Homeopathy: It's just water.

Homeopathy: It’s just water.

An article in the April, 2016 issue of the American Journal of Public Health caught my eye: “Homeopathy Use by US Adults: Results of a National Survey.” I was pleased to see that homeopathy use is actually quite low. The 2012 National Health Survey found that only 2.1% of U.S. adults used homeopathy in the last 12 months, although that was a 15% increase over 2007. Users were mostly young, white, well-educated women, the typical CAM consumer.

Even fewer saw a homeopathic practitioner (only 19% of all users), although those who did perceived a greater benefit from homeopathic remedies. This difference, speculate the authors, could be due to several factors, one of which is

a more individualized and effective homeopathic prescription by the provider.

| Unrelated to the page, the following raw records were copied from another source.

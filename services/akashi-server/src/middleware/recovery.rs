use std::future::{ready, Ready};
use std::panic::AssertUnwindSafe;

use actix_web::{
    body::EitherBody,
    dev::{forward_ready, Service, ServiceRequest, ServiceResponse, Transform},
    Error, HttpMessage,
};
use akashi_common::{AppError, HttpError, RequestId};
use actix_web::ResponseError;
use futures::future::LocalBoxFuture;
use futures::FutureExt;
use tracing::error;

/// Converts handler panics into generic 500 envelopes so a poisoned request
/// can never take the process down.
pub struct Recovery;

impl<S, B> Transform<S, ServiceRequest> for Recovery
where
    S: Service<ServiceRequest, Response = ServiceResponse<B>, Error = Error>,
    S::Future: 'static,
    B: 'static,
{
    type Response = ServiceResponse<EitherBody<B>>;
    type Error = Error;
    type InitError = ();
    type Transform = RecoveryService<S>;
    type Future = Ready<Result<Self::Transform, Self::InitError>>;

    fn new_transform(&self, service: S) -> Self::Future {
        ready(Ok(RecoveryService { service }))
    }
}

pub struct RecoveryService<S> {
    service: S,
}

impl<S, B> Service<ServiceRequest> for RecoveryService<S>
where
    S: Service<ServiceRequest, Response = ServiceResponse<B>, Error = Error>,
    S::Future: 'static,
    B: 'static,
{
    type Response = ServiceResponse<EitherBody<B>>;
    type Error = Error;
    type Future = LocalBoxFuture<'static, Result<Self::Response, Self::Error>>;

    forward_ready!(service);

    fn call(&self, req: ServiceRequest) -> Self::Future {
        let http_req = req.request().clone();
        let request_id = req.extensions().get::<RequestId>().map(|r| r.0.clone());
        let method = req.method().to_string();
        let path = req.path().to_string();

        let fut = self.service.call(req);
        Box::pin(async move {
            match AssertUnwindSafe(fut).catch_unwind().await {
                Ok(result) => result.map(ServiceResponse::map_into_left_body),
                Err(panic) => {
                    let detail = panic_message(panic.as_ref());
                    error!(method, path, panic = %detail, "recovered panic in request handler");
                    let err = HttpError {
                        error: AppError::Internal("panic in request handler".to_string()),
                        request_id,
                    };
                    let response = err.error_response();
                    Ok(ServiceResponse::new(http_req, response).map_into_right_body())
                }
            }
        })
    }
}

fn panic_message(panic: &(dyn std::any::Any + Send)) -> String {
    if let Some(message) = panic.downcast_ref::<&str>() {
        (*message).to_string()
    } else if let Some(message) = panic.downcast_ref::<String>() {
        message.clone()
    } else {
        "unknown panic payload".to_string()
    }
}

What? Are the authors suggesting that the series of off-the-wall questions asked by homeopaths leads to a prescription of an “effective” homeopathic remedy?

They certainly seem to be. Who are these authors, anyway?

They are Michelle L. Dossett, MD, PhD, MPH, Roger B. Davis, ScD, Ted J. Kaptchuk, and Gloria Y. Yeh, MD, MPH. All are, or were, with the Division of General Medicine and Primary Care, Beth Israel Deaconess Medical Center. All are also connected with Harvard and work, in various ways, in “integrative medicine” research. The article was funded, in part, by the National Center for Complementary and Integrative Health, and in part by Harvard. (more…)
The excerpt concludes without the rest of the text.